» Data for the task
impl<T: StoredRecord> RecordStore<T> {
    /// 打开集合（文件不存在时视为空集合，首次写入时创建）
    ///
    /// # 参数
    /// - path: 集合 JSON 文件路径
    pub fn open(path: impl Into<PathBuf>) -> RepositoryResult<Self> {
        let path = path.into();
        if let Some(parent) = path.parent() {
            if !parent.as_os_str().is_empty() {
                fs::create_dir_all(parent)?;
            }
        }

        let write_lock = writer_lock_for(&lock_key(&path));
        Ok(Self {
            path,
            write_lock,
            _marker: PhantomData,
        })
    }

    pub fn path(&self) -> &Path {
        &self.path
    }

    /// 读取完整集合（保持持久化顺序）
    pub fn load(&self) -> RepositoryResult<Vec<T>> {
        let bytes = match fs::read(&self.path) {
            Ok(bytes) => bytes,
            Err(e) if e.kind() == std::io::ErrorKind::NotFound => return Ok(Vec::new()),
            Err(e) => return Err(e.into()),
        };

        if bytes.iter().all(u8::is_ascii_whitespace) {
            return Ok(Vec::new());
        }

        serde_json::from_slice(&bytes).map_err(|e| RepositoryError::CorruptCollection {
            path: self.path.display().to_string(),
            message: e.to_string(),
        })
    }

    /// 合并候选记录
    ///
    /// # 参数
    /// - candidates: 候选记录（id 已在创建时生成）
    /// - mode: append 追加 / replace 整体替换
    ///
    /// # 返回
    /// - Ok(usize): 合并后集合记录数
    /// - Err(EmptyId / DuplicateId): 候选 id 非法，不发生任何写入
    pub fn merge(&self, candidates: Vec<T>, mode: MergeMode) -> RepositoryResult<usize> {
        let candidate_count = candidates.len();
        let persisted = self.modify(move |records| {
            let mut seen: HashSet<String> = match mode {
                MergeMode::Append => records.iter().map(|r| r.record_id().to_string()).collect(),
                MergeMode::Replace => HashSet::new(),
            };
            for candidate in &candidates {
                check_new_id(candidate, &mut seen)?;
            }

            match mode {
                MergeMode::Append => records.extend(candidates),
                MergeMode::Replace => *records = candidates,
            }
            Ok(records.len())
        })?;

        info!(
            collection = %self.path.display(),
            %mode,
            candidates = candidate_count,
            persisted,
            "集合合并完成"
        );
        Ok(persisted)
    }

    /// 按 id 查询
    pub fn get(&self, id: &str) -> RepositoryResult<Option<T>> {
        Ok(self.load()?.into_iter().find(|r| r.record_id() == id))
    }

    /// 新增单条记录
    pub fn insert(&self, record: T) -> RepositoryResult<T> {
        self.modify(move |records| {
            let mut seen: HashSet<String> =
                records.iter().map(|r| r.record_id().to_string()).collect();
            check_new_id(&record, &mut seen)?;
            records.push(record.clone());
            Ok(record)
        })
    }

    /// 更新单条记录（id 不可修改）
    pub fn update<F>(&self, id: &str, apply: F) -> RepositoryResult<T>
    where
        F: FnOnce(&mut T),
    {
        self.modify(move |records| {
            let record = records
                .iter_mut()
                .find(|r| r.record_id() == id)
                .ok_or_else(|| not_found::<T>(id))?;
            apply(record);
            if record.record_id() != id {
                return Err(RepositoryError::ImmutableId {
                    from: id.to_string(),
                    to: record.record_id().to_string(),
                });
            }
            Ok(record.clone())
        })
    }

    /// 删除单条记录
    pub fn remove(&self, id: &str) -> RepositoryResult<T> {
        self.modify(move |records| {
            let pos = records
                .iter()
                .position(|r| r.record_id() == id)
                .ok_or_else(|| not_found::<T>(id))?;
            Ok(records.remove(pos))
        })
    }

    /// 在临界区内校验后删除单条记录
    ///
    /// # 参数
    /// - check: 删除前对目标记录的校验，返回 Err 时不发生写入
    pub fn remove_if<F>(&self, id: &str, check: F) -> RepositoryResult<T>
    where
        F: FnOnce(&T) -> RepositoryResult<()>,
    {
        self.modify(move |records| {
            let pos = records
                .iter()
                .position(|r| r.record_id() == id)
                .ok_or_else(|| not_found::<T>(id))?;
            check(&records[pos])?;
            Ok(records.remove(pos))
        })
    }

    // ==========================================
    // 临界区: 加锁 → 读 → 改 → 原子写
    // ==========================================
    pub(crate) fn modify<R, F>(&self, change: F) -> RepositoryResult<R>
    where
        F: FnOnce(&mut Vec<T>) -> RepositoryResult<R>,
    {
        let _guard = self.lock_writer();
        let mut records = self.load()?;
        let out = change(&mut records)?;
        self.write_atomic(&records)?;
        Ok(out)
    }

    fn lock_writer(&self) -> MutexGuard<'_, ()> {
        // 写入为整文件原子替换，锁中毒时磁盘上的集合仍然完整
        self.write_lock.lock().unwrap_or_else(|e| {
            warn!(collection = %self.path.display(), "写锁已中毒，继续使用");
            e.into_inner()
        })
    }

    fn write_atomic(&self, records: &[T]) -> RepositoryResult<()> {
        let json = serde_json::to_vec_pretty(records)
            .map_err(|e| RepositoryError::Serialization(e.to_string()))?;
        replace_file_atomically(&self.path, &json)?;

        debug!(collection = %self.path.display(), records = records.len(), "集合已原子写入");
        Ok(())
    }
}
--
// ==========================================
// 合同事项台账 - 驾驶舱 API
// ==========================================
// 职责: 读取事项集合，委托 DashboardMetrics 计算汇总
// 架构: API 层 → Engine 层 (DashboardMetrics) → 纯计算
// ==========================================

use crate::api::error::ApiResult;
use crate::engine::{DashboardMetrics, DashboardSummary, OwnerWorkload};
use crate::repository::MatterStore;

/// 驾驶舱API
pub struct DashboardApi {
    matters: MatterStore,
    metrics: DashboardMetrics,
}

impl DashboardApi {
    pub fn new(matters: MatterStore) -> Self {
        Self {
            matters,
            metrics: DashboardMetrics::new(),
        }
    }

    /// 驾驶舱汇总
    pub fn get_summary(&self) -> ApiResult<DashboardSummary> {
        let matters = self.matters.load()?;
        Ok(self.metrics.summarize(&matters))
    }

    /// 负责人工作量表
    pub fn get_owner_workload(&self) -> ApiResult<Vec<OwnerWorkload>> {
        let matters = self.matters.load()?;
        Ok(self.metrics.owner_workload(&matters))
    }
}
...
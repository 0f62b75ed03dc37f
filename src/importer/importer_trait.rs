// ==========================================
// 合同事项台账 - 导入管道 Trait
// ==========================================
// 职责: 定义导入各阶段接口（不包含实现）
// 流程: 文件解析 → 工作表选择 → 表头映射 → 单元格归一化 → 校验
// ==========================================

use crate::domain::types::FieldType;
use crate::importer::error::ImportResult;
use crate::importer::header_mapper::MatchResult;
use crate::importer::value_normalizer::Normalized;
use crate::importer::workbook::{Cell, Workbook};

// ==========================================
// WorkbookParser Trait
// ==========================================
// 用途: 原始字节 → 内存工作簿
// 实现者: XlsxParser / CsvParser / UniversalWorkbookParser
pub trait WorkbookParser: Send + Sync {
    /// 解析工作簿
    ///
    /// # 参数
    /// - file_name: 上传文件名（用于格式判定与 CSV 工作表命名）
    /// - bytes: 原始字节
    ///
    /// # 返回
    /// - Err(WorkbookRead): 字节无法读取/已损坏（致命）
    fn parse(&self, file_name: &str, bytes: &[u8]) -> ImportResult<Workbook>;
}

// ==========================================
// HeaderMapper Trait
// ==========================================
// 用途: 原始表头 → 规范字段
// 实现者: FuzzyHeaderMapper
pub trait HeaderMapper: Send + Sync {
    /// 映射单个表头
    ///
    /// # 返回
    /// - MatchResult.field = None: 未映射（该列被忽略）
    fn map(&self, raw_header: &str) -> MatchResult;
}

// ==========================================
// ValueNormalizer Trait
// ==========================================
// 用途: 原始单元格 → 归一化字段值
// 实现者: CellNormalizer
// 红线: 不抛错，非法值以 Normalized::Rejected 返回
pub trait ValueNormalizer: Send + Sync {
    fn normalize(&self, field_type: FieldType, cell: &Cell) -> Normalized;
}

» What you should do
Working from the data above, extract solely the lines from the one containing "合同事项台账 - 驾驶舱 API" through the one containing "pub fn get_owner_workload(&self)", exactly as they appear, both included.

» Response to the exercise
// 合同事项台账 - 驾驶舱 API
// ==========================================
// 职责: 读取事项集合，委托 DashboardMetrics 计算汇总
// 架构: API 层 → Engine 层 (DashboardMetrics) → 纯计算
// ==========================================

use crate::api::error::ApiResult;
use crate::engine::{DashboardMetrics, DashboardSummary, OwnerWorkload};
use crate::repository::MatterStore;

/// 驾驶舱API
pub struct DashboardApi {
    matters: MatterStore,
    metrics: DashboardMetrics,
}

impl DashboardApi {
    pub fn new(matters: MatterStore) -> Self {
        Self {
            matters,
            metrics: DashboardMetrics::new(),
        }
    }

    /// 驾驶舱汇总
    pub fn get_summary(&self) -> ApiResult<DashboardSummary> {
        let matters = self.matters.load()?;
        Ok(self.metrics.summarize(&matters))
    }

    /// 负责人工作量表
    pub fn get_owner_workload(&self) -> ApiResult<Vec<OwnerWorkload>> {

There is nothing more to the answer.